Task brief:
Count the lines in the records beneath this task that contain the string "bold", then give the count by itself.

Exercise material:
== Segment start ==

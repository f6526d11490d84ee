//! Minimal CLI: ingest JSON/YAML → (dump | lookup)
use std::fmt::Write as _;
use std::path::{Path, PathBuf};
use std::process::ExitCode;

use anyhow::{Context, Result, anyhow, bail};
use clap::{Args, Parser, Subcommand, ValueEnum};
use colored::Colorize;
use rayon::prelude::*;

use mustache_data::{Backend, Data, DataStack, MAXSIZE};

// ————————————————————————————————————————————————————————————————————————————
// TYPES
// ————————————————————————————————————————————————————————————————————————————

/// build template context trees from JSON/YAML and inspect them the way a renderer sees them
#[derive(Parser, Debug)]
pub struct CommandLineInterface {
    #[command(subcommand)]
    cmd: Command,

    /// more logging (-v debug, -vv trace); RUST_LOG still wins when set
    #[arg(short, long, global = true, action = clap::ArgAction::Count)]
    verbose: u8,
}

#[derive(Subcommand, Debug)]
enum Command {
    /// ingest and print each tree (JSON by default)
    Dump(DumpOut),
    /// resolve a dotted name against a stack of scopes
    Lookup(LookupOut),
    /// list the ingestion backends compiled into this build
    Backends,
}

#[derive(ValueEnum, Debug, Clone, Copy, PartialEq, Eq, Default)]
enum Format {
    /// pick from the file extension
    #[default]
    Auto,
    Json,
    Yaml,
}

#[derive(Args, Debug, Clone)]
struct InputSettings {
    /// input format
    #[arg(long, value_enum, default_value_t = Format::Auto)]
    format: Format,

    /// One or more inputs. May be literal paths or quoted glob patterns or '-' for stdin
    #[arg(long, short, num_args = 1.., required = true)]
    input: Vec<String>,
}

#[derive(clap::Parser, Debug)]
struct DumpOut {
    #[command(flatten)]
    input_settings: InputSettings,

    /// output file (stdout if omitted)
    #[arg(short, long)]
    out: Option<PathBuf>,

    /// pretty-print JSON output
    #[arg(long)]
    pretty: bool,

    /// print an indented outline with tags and emptiness instead of JSON
    #[arg(long)]
    outline: bool,

    /// debugging
    #[arg(long)]
    no_op: bool,
}

#[derive(clap::Parser, Debug)]
struct LookupOut {
    #[command(flatten)]
    input_settings: InputSettings,

    /// dotted name to resolve, e.g. `person.name` (`.` is the innermost scope)
    #[arg(long)]
    name: String,

    /// scopes to enter before resolving, outermost first
    #[arg(long)]
    scope: Vec<String>,

    /// context stack capacity
    #[arg(long, default_value_t = MAXSIZE)]
    max_depth: usize,
}

// ————————————————————————————————————————————————————————————————————————————
// IMPLEMENTATION
// ————————————————————————————————————————————————————————————————————————————

impl Format {
    fn backend_for(self, source: &str) -> Result<Backend> {
        let backend = match self {
            Format::Json => Backend::Json,
            Format::Yaml => Backend::Yaml,
            Format::Auto => Backend::from_extension(Path::new(source)).ok_or_else(|| {
                anyhow!("cannot tell the format of {source}; pass --format json|yaml")
            })?,
        };
        Ok(backend)
    }
}

impl InputSettings {
    /// Read and ingest every input. Each tree is independent, so files are
    /// converted in parallel.
    fn load_all(&self) -> Result<Vec<(String, Data)>> {
        let sources = resolve_file_path_patterns(&self.input)?;
        sources
            .par_iter()
            .map(|source| {
                let data = self.load_one(source)?;
                Ok((source.clone(), data))
            })
            .collect()
    }

    fn load_one(&self, source: &str) -> Result<Data> {
        let backend = self.format.backend_for(source)?;
        let text = if source == "-" {
            std::io::read_to_string(std::io::stdin()).context("failed to read stdin")?
        } else {
            std::fs::read_to_string(source)
                .with_context(|| format!("failed to read source file {source}"))?
        };
        log::debug!("{source}: ingesting as {backend}");
        backend
            .ingest(&text)
            .with_context(|| format!("failed to ingest {source} as {backend}"))
    }
}

impl CommandLineInterface {
    pub fn load() -> Self {
        Self::parse()
    }

    pub fn run(&self) -> Result<ExitCode> {
        init_logging(self.verbose);
        match &self.cmd {
            Command::Dump(target) => {
                // debug path
                if target.no_op {
                    eprintln!("{self:#?}");
                    return Ok(ExitCode::SUCCESS);
                }

                let trees = target.input_settings.load_all()?;
                let mut rendered = String::new();
                for (source, data) in &trees {
                    if target.outline {
                        if trees.len() > 1 {
                            writeln!(rendered, "{}", format!("# {source}").bold())?;
                        }
                        write_outline(&mut rendered, None, data, 0)?;
                    } else if target.pretty {
                        rendered.push_str(&serde_json::to_string_pretty(data)?);
                        rendered.push('\n');
                    } else {
                        rendered.push_str(&serde_json::to_string(data)?);
                        rendered.push('\n');
                    }
                }
                emit(target.out.as_deref(), &rendered)?;
                Ok(ExitCode::SUCCESS)
            }
            Command::Lookup(target) => {
                let trees = target.input_settings.load_all()?;
                let [(_, root)] = trees.as_slice() else {
                    bail!("lookup takes exactly one input, got {}", trees.len());
                };

                let mut stack = DataStack::with_capacity(target.max_depth);
                stack.push(root)?;
                for scope in &target.scope {
                    let node = stack
                        .resolve(scope)
                        .ok_or_else(|| anyhow!("scope `{scope}` does not resolve"))?;
                    stack.push(node).with_context(|| format!("entering scope `{scope}`"))?;
                }

                match stack.resolve(&target.name) {
                    Some(found) => {
                        println!("{}", serde_json::to_string_pretty(found)?);
                        let truthy = if found.is_empty() { "false".red() } else { "true".green() };
                        eprintln!("{} {} {truthy}", found.tag().to_string().cyan(), "truthy:".dimmed());
                        Ok(ExitCode::SUCCESS)
                    }
                    None => {
                        eprintln!("{} `{}` not found in {} scope(s)", "miss:".yellow(), target.name, stack.len());
                        Ok(ExitCode::from(1))
                    }
                }
            }
            Command::Backends => {
                for backend in Backend::ALL {
                    let state = if backend.is_available() { "enabled".green() } else { "disabled".red() };
                    println!("{:<6} {state}", backend.name());
                }
                Ok(ExitCode::SUCCESS)
            }
        }
    }
}

// ————————————————————————————————————————————————————————————————————————————
// INTERNAL HELPERS
// ————————————————————————————————————————————————————————————————————————————

fn init_logging(verbose: u8) {
    let level = match verbose {
        0 => "warn",
        1 => "debug",
        _ => "trace",
    };
    // A second init (e.g. from tests) is harmless; ignore it.
    let _ = env_logger::Builder::from_env(env_logger::Env::default().default_filter_or(level))
        .try_init();
}

fn emit(out: Option<&Path>, rendered: &str) -> Result<()> {
    match out {
        Some(out) => {
            if let Some(parent) = out.parent() {
                std::fs::create_dir_all(parent)
                    .with_context(|| format!("failed to create {}", parent.display()))?;
            }
            std::fs::write(out, rendered).with_context(|| format!("failed to write {}", out.display()))
        }
        None => {
            print!("{rendered}");
            Ok(())
        }
    }
}

/// One line per node: `key: tag` plus the text for strings, `(empty)` when
/// the node would hide a section.
fn write_outline(out: &mut String, key: Option<&str>, data: &Data, indent: usize) -> std::fmt::Result {
    let pad = "  ".repeat(indent);
    let label = key.map(|k| format!("{}: ", k.bold())).unwrap_or_default();
    let tag = data.tag().to_string().cyan();
    let empty = if data.is_empty() { " (empty)".dimmed().to_string() } else { String::new() };

    match data {
        Data::String(s) => writeln!(out, "{pad}{label}{tag} {s:?}{empty}"),
        Data::None => writeln!(out, "{pad}{label}{tag}{empty}"),
        Data::Map(map) => {
            writeln!(out, "{pad}{label}{tag}[{}]{empty}", map.len())?;
            for (k, child) in map {
                write_outline(out, Some(k), child, indent + 1)?;
            }
            Ok(())
        }
        Data::List(_) | Data::Array(_) => {
            writeln!(out, "{pad}{label}{tag}[{}]{empty}", data.len())?;
            for (i, child) in data.children().enumerate() {
                write_outline(out, Some(&i.to_string()), child, indent + 1)?;
            }
            Ok(())
        }
    }
}

fn resolve_file_path_patterns<I>(patterns: I) -> Result<Vec<String>>
where
    I: IntoIterator,
    I::Item: AsRef<str>,
{
    fn has_glob_chars(s: &str) -> bool {
        // Minimal glob detection for the `glob` crate syntax.
        s.bytes().any(|b| matches!(b, b'*' | b'?' | b'[' | b'{' ))
    }

    let mut out = Vec::<String>::new();

    for raw in patterns {
        let pattern = raw.as_ref();

        if has_glob_chars(pattern) {
            let mut matched_any = false;
            for entry in glob::glob(pattern).with_context(|| format!("bad glob pattern {pattern}"))? {
                let path = entry?;
                matched_any = true;
                out.push(path.to_string_lossy().into_owned());
            }
            if !matched_any {
                bail!("glob pattern matched no files: {pattern}");
            }
        } else {
            out.push(pattern.to_string());
        }
    }

    Ok(out)
}

// ------------------------------- Tests ------------------------------------ //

== Segment end ==

Exercise result:
2